- _Task objective_
In the listing below, find every line containing "temp" and copy it out.

- _Material for the task_
=-=-=-=-=

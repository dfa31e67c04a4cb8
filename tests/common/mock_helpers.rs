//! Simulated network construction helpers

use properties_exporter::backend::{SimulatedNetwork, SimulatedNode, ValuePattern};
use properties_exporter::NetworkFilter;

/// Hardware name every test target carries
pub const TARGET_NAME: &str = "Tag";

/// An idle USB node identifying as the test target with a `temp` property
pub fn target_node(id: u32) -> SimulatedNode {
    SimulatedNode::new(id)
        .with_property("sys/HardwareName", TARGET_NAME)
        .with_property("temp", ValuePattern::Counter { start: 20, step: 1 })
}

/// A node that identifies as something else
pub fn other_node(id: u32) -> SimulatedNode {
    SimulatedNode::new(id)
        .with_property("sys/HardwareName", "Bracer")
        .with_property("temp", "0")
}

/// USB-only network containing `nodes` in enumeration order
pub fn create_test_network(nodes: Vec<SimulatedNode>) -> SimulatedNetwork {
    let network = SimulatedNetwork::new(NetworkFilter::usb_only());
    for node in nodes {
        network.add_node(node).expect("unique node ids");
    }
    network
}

=-=-=-=-=

- _Response to the task_
/// An idle USB node identifying as the test target with a `temp` property
        .with_property("temp", ValuePattern::Counter { start: 20, step: 1 })
        .with_property("temp", "0")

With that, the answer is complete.